Support Assistance is charged on an hourly, daily, or per Service fee depending on the type of Support Assistance requested. If
not otherwise prepaid, We will deduct an appropriate number of Support Assistance hours, rounded up to the nearest hour, to
cover the value of a daily rate or fixed fee Support Assistance engagement. Your Services Resource can provide You with the rates
applicable to the Support Assistance services requested. If You ordered one type of Support Assistance service and wish to
exchange it for another, You may apply those hours to an alternative service where available and agreed with Your Services
Resource.
2.3 Designated Support Engineering. Designated Support Engineering ("DSE") is available during normal business hours and
supports the specific Microsoft products/technologies You select with a focus on delivering engaged, hands-on preventative
support. We will deduct Designated Support Engineering from the total number of Designated Support Engineering hours You
purchased.
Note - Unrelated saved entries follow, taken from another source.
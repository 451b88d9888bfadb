//! Staged query processing.
//!
//! A run threads a [`PipelineContext`] through validation, optimization,
//! execution, transformation and caching. Stage problems are collected and
//! reported together once every stage has had its turn.

pub mod builtin;
pub mod context;
pub mod stage;

use std::collections::BTreeMap;
use std::sync::atomic::{AtomicU64, AtomicUsize, Ordering};
use std::sync::{Arc, Mutex, MutexGuard, PoisonError, RwLock};
use std::time::Duration;

use serde::Serialize;

pub use context::{PipelineContext, StageError};
pub use stage::{PipelineStage, StageHandler, stage_fn};

use self::builtin::{
    CachingStage, ExecutionStage, OptimizationStage, TransformationStage, ValidationStage,
};
use crate::cache::QueryCache;
use crate::config::PipelineConfig;
use crate::escape::truncate_query;
use crate::events::{EventBus, QueryEvent};
use crate::query::{Params, QueryOptions, QueryResult};
use crate::runner::QueryExecutor;

fn summarize(errors: &[StageError]) -> String {
    errors
        .iter()
        .map(ToString::to_string)
        .collect::<Vec<_>>()
        .join("; ")
}

#[derive(Debug, Clone, thiserror::Error)]
pub enum PipelineError {
    #[error("pipeline limit reached: {limit} pipelines already running")]
    Overloaded { limit: usize },

    #[error("pipeline timed out after {}ms", .0.as_millis())]
    Timeout(Duration),

    #[error("pipeline failed with {} error(s): {}", .0.len(), summarize(.0))]
    Stages(Vec<StageError>),

    #[error("pipeline finished without a result")]
    NoResult,
}

#[derive(Debug, Default)]
struct Counters {
    total: u64,
    successful: u64,
    failed: u64,
    rejected: u64,
    timed_out: u64,
    peak_active: usize,
    total_time: Duration,
    stage_totals: BTreeMap<PipelineStage, (Duration, u32)>,
}

#[derive(Debug, Clone, Default, PartialEq, Serialize)]
pub struct PipelineStats {
    pub total_pipelines: u64,
    pub successful_pipelines: u64,
    pub failed_pipelines: u64,
    pub rejected_pipelines: u64,
    pub timed_out_pipelines: u64,
    pub active_pipelines: usize,
    pub peak_active_pipelines: usize,
    pub average_execution_time: Duration,
    pub average_stage_times: BTreeMap<PipelineStage, Duration>,
}

/// Decrements the in-flight count when a run ends, however it ends.
struct ActiveGuard<'a>(&'a AtomicUsize);

impl Drop for ActiveGuard<'_> {
    fn drop(&mut self) {
        self.0.fetch_sub(1, Ordering::SeqCst);
    }
}

pub struct QueryPipeline {
    config: PipelineConfig,
    stages: RwLock<BTreeMap<PipelineStage, Arc<dyn StageHandler>>>,
    active: AtomicUsize,
    next_id: AtomicU64,
    counters: Mutex<Counters>,
    events: EventBus,
    cache_by_default: bool,
}

impl QueryPipeline {
    /// Pipeline with the default handler registered for every stage.
    #[must_use]
    pub fn new(
        config: PipelineConfig,
        executor: Arc<dyn QueryExecutor>,
        cache: Arc<QueryCache>,
        events: EventBus,
    ) -> Self {
        let mut stages: BTreeMap<PipelineStage, Arc<dyn StageHandler>> = BTreeMap::new();
        stages.insert(
            PipelineStage::Validation,
            Arc::new(ValidationStage {
                max_query_length: config.max_query_length,
            }),
        );
        stages.insert(PipelineStage::Optimization, Arc::new(OptimizationStage));
        stages.insert(
            PipelineStage::Execution,
            Arc::new(ExecutionStage {
                executor,
                cache: Arc::clone(&cache),
            }),
        );
        stages.insert(PipelineStage::Transformation, Arc::new(TransformationStage));
        stages.insert(PipelineStage::Caching, Arc::new(CachingStage { cache }));

        Self {
            config,
            stages: RwLock::new(stages),
            active: AtomicUsize::new(0),
            next_id: AtomicU64::new(1),
            counters: Mutex::new(Counters::default()),
            events,
            cache_by_default: true,
        }
    }

    /// Whether runs without an explicit `use_cache` option go through the
    /// cache. Follows the runner's `enable_cache` when built by the engine.
    #[must_use]
    pub fn with_cache_default(mut self, enabled: bool) -> Self {
        self.cache_by_default = enabled;
        self
    }

    /// Replace the handler for `stage`.
    pub fn register_stage(&self, stage: PipelineStage, handler: Arc<dyn StageHandler>) {
        self.stages
            .write()
            .unwrap_or_else(PoisonError::into_inner)
            .insert(stage, handler);
        tracing::debug!(%stage, "stage handler registered");
    }

    fn handler(&self, stage: PipelineStage) -> Option<Arc<dyn StageHandler>> {
        self.stages
            .read()
            .unwrap_or_else(PoisonError::into_inner)
            .get(&stage)
            .cloned()
    }

    fn counters(&self) -> MutexGuard<'_, Counters> {
        self.counters.lock().unwrap_or_else(PoisonError::into_inner)
    }

    fn try_enter(&self) -> Result<ActiveGuard<'_>, PipelineError> {
        let limit = self.config.max_concurrent_pipelines;
        let prev = self.active.fetch_add(1, Ordering::SeqCst);
        let guard = ActiveGuard(&self.active);
        if prev >= limit {
            drop(guard);
            self.counters().rejected += 1;
            tracing::warn!(limit, "pipeline rejected, too many in flight");
            return Err(PipelineError::Overloaded { limit });
        }
        let mut c = self.counters();
        c.peak_active = c.peak_active.max(prev + 1);
        Ok(guard)
    }

    async fn run_stage(&self, stage: PipelineStage, mut ctx: PipelineContext) -> PipelineContext {
        let Some(handler) = self.handler(stage) else {
            return ctx;
        };
        let started = tokio::time::Instant::now();
        ctx = handler.handle(ctx).await;
        let elapsed = started.elapsed();
        ctx.stage_timings.insert(stage, elapsed);
        tracing::debug!(
            pipeline = ctx.id,
            %stage,
            elapsed_us = u64::try_from(elapsed.as_micros()).unwrap_or(u64::MAX),
            "stage finished"
        );
        ctx
    }

    async fn run_stages(&self, mut ctx: PipelineContext) -> PipelineContext {
        if !self.config.enabled {
            ctx = self.run_stage(PipelineStage::Execution, ctx).await;
            return self.run_stage(PipelineStage::Caching, ctx).await;
        }
        if !self.config.parallel_stages {
            for stage in PipelineStage::ALL {
                ctx = self.run_stage(stage, ctx).await;
            }
            return ctx;
        }

        for stage in [
            PipelineStage::Validation,
            PipelineStage::Optimization,
            PipelineStage::Execution,
        ] {
            ctx = self.run_stage(stage, ctx).await;
        }
        let (transformed, cached) = tokio::join!(
            self.run_stage(PipelineStage::Transformation, ctx.clone()),
            self.run_stage(PipelineStage::Caching, ctx.clone()),
        );
        ctx.merge(transformed, cached)
    }

    /// Run `query` through every stage.
    ///
    /// # Errors
    ///
    /// Returns [`PipelineError::Overloaded`] immediately when the in-flight
    /// limit is reached, [`PipelineError::Timeout`] when the run exceeds the
    /// configured timeout, and [`PipelineError::Stages`] when any stage
    /// recorded an error.
    pub async fn execute(
        &self,
        query: &str,
        params: Params,
        mut options: QueryOptions,
    ) -> Result<QueryResult, PipelineError> {
        let _guard = self.try_enter()?;
        options.use_cache.get_or_insert(self.cache_by_default);
        let id = self.next_id.fetch_add(1, Ordering::Relaxed);
        self.events.emit(QueryEvent::PipelineStarted {
            pipeline_id: id,
            query: truncate_query(query),
        });

        let ctx = PipelineContext::new(id, query, params, options);
        let start = ctx.start_time;
        let timeout = self.config.timeout();

        let outcome = match tokio::time::timeout(timeout, self.run_stages(ctx)).await {
            Err(_) => {
                self.counters().timed_out += 1;
                Err(PipelineError::Timeout(timeout))
            }
            Ok(ctx) => {
                if self.config.enable_metrics {
                    let mut c = self.counters();
                    for (stage, t) in &ctx.stage_timings {
                        let entry = c.stage_totals.entry(*stage).or_default();
                        entry.0 += *t;
                        entry.1 += 1;
                    }
                }
                if !ctx.warnings.is_empty() {
                    tracing::info!(pipeline = id, warnings = ?ctx.warnings, "pipeline warnings");
                }
                if !ctx.errors.is_empty() {
                    Err(PipelineError::Stages(ctx.errors))
                } else {
                    ctx.result.ok_or(PipelineError::NoResult)
                }
            }
        };

        let elapsed = start.elapsed();
        {
            let mut c = self.counters();
            c.total += 1;
            c.total_time += elapsed;
            if outcome.is_ok() {
                c.successful += 1;
            } else {
                c.failed += 1;
            }
        }

        match &outcome {
            Ok(_) => self.events.emit(QueryEvent::PipelineCompleted {
                pipeline_id: id,
                execution_time: elapsed,
            }),
            Err(e) => {
                tracing::warn!(pipeline = id, error = %e, "pipeline failed");
                self.events.emit(QueryEvent::PipelineError {
                    pipeline_id: id,
                    message: e.to_string(),
                });
            }
        }
        outcome
    }

    #[must_use]
    pub fn active_pipelines(&self) -> usize {
        self.active.load(Ordering::SeqCst)
    }

    #[must_use]
    pub fn get_stats(&self) -> PipelineStats {
        let c = self.counters();
        let average_execution_time = u32::try_from(c.total)
            .ok()
            .filter(|n| *n > 0)
            .map_or(Duration::ZERO, |n| c.total_time / n);
        let average_stage_times = c
            .stage_totals
            .iter()
            .filter(|(_, (_, n))| *n > 0)
            .map(|(stage, (total, n))| (*stage, *total / *n))
            .collect();
        PipelineStats {
            total_pipelines: c.total,
            successful_pipelines: c.successful,
            failed_pipelines: c.failed,
            rejected_pipelines: c.rejected,
            timed_out_pipelines: c.timed_out,
            active_pipelines: self.active.load(Ordering::SeqCst),
            peak_active_pipelines: c.peak_active,
            average_execution_time,
            average_stage_times,
        }
    }
}
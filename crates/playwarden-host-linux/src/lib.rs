//! Linux process registry for playwarden
//!
//! Provides:
//! - Process table scanning by name (via sysinfo)
//! - Graceful (SIGTERM) and forceful (SIGKILL) termination
//! - Permission failures reported as a failed kill, never as a panic

mod process;
mod registry;

pub use process::*;
pub use registry::*;
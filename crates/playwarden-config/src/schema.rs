//! Raw configuration schema (as parsed from TOML)

use serde::{Deserialize, Serialize};
use std::path::PathBuf;

/// Raw configuration as parsed from TOML
#[derive(Debug, Clone, Deserialize, Serialize)]
pub struct RawConfig {
    /// Config schema version
    pub config_version: u32,

    /// Process names subject to the budget
    #[serde(default)]
    pub tracked: Vec<String>,

    /// Service-level settings
    #[serde(default)]
    pub service: RawServiceConfig,

    /// Weekly budget
    #[serde(skip_serializing_if = "Option::is_none")]
    pub budget: Option<RawBudget>,
}

/// Service-level settings
#[derive(Debug, Clone, Default, Deserialize, Serialize)]
pub struct RawServiceConfig {
    /// Data directory holding the usage ledger
    #[serde(skip_serializing_if = "Option::is_none")]
    pub data_dir: Option<PathBuf>,

    /// Ledger file, relative to data_dir unless absolute (default: time_log.txt)
    #[serde(skip_serializing_if = "Option::is_none")]
    pub ledger_file: Option<PathBuf>,

    /// Seconds between samples of the process table; each active sample bills this much
    #[serde(skip_serializing_if = "Option::is_none")]
    pub sample_period_seconds: Option<u64>,

    /// Milliseconds between enforcement checks
    #[serde(skip_serializing_if = "Option::is_none")]
    pub enforce_interval_ms: Option<u64>,

    /// Milliseconds to wait after SIGTERM before SIGKILL (0 kills immediately)
    #[serde(skip_serializing_if = "Option::is_none")]
    pub kill_grace_ms: Option<u64>,

    /// Seconds between usage report log lines (0 disables)
    #[serde(skip_serializing_if = "Option::is_none")]
    pub report_interval_seconds: Option<u64>,
}

/// Weekly budget. Exactly one of the two limit keys must be set.
#[derive(Debug, Clone, Default, Deserialize, Serialize)]
pub struct RawBudget {
    #[serde(skip_serializing_if = "Option::is_none")]
    pub weekly_limit_minutes: Option<u64>,

    #[serde(skip_serializing_if = "Option::is_none")]
    pub weekly_limit_seconds: Option<u64>,
}

impl RawBudget {
    /// Limit in seconds if exactly one key is set
    pub fn limit_seconds(&self) -> Option<u64> {
        match (self.weekly_limit_minutes, self.weekly_limit_seconds) {
            (Some(minutes), None) => Some(minutes.saturating_mul(60)),
            (None, Some(seconds)) => Some(seconds),
            _ => None,
        }
    }
}
//! Config validation CLI tool
//!
//! Validates a playwarden configuration file and reports any errors.

use playwarden_util::{default_config_path, format_duration};
use std::path::PathBuf;
use std::process::ExitCode;

fn main() -> ExitCode {
    let args: Vec<String> = std::env::args().collect();

    let config_path = match args.get(1) {
        Some(path) => PathBuf::from(path),
        None => {
            let default_path = default_config_path();
            eprintln!("Usage: validate-config [config-file]");
            eprintln!();
            eprintln!("Validates a playwarden configuration file.");
            eprintln!();
            eprintln!("If no path is provided, uses: {}", default_path.display());
            eprintln!();
            eprintln!("Example:");
            eprintln!("  validate-config {}", default_path.display());
            return ExitCode::from(2);
        }
    };

    if !config_path.exists() {
        eprintln!("Error: Configuration file not found: {}", config_path.display());
        return ExitCode::from(1);
    }

    match playwarden_config::load_config(&config_path) {
        Ok(policy) => {
            println!("✓ Configuration is valid");
            println!();
            println!("Summary:");
            println!("  Config version: {}", playwarden_config::CURRENT_CONFIG_VERSION);
            println!("  Weekly limit: {}", format_duration(policy.budget.weekly_limit));
            println!("  Sample period: {}", format_duration(policy.service.sample_period));
            println!("  Ledger: {}", policy.service.ledger_path.display());
            println!("  Tracked processes: {}", policy.tracked.len());

            if !policy.tracked.is_empty() {
                println!();
                for name in &policy.tracked {
                    println!("  - {}", name);
                }
            }

            ExitCode::SUCCESS
        }
        Err(e) => {
            eprintln!("✗ Configuration validation failed");
            eprintln!();
            match &e {
                playwarden_config::ConfigError::ReadError(io_err) => {
                    eprintln!("Failed to read file: {}", io_err);
                }
                playwarden_config::ConfigError::ParseError(parse_err) => {
                    eprintln!("TOML parse error:");
                    eprintln!("  {}", parse_err);
                }
                playwarden_config::ConfigError::ValidationFailed { errors } => {
                    eprintln!("Validation errors ({}):", errors.len());
                    for err in errors {
                        eprintln!("  - {}", err);
                    }
                }
                playwarden_config::ConfigError::UnsupportedVersion(ver) => {
                    eprintln!(
                        "Unsupported config version: {} (expected {})",
                        ver,
                        playwarden_config::CURRENT_CONFIG_VERSION
                    );
                }
                other => eprintln!("{}", other),
            }
            ExitCode::from(1)
        }
    }
}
After normal business hours, You should follow existing Premier Support procedures for initiating and escalating
incidents.
Designated Support Engineering resource(s) will be allocated, prioritized and assigned as agreed upon by both parties during an
engagement initiation meeting, which will be documented and delivered to You as part of Your Service Delivery Plan. The focus
areas for DSE services include:
a Problem Prevention and Resolution services designed to:
• Help You develop and implement strategies for providing proactive support to help prevent future incidents
and increase availability of Your covered Microsoft technologies.
• Help determine root cause of recurring incidents and provide recommendations to prevent further
disruptions in the designated Microsoft technologies.
b. Technical and Business Focus designed to help You:
• Maintain deep knowledge of Your current and future business requirements and configuration of Your
information technology environment.
• Proactively document recommendations of the use of Premier Support related deliverables, e.g.
supportability reviews, health checks, workshops, risk assessment programs, etc.
• Help make Your deployment and operation activities consistent with Your planned and current
implementations of Microsoft technologies.
• Enhance Your support staffs' technical and operational skills.
• Encourage and assist in the creation and maintenance of customer -specific documentation to support Your
environment configuration, disaster recovery, network topology, etc. for the designated Microsoft
technologies.
2.4 Workshops and Events. The goal of Workshops and Events are to provide You with technical information to assist
in the supportability, development or deployment of Microsoft technologies. Additional benefits may include instruction
to help reduce the number and impact of problems related to Microsoft Products which You experience.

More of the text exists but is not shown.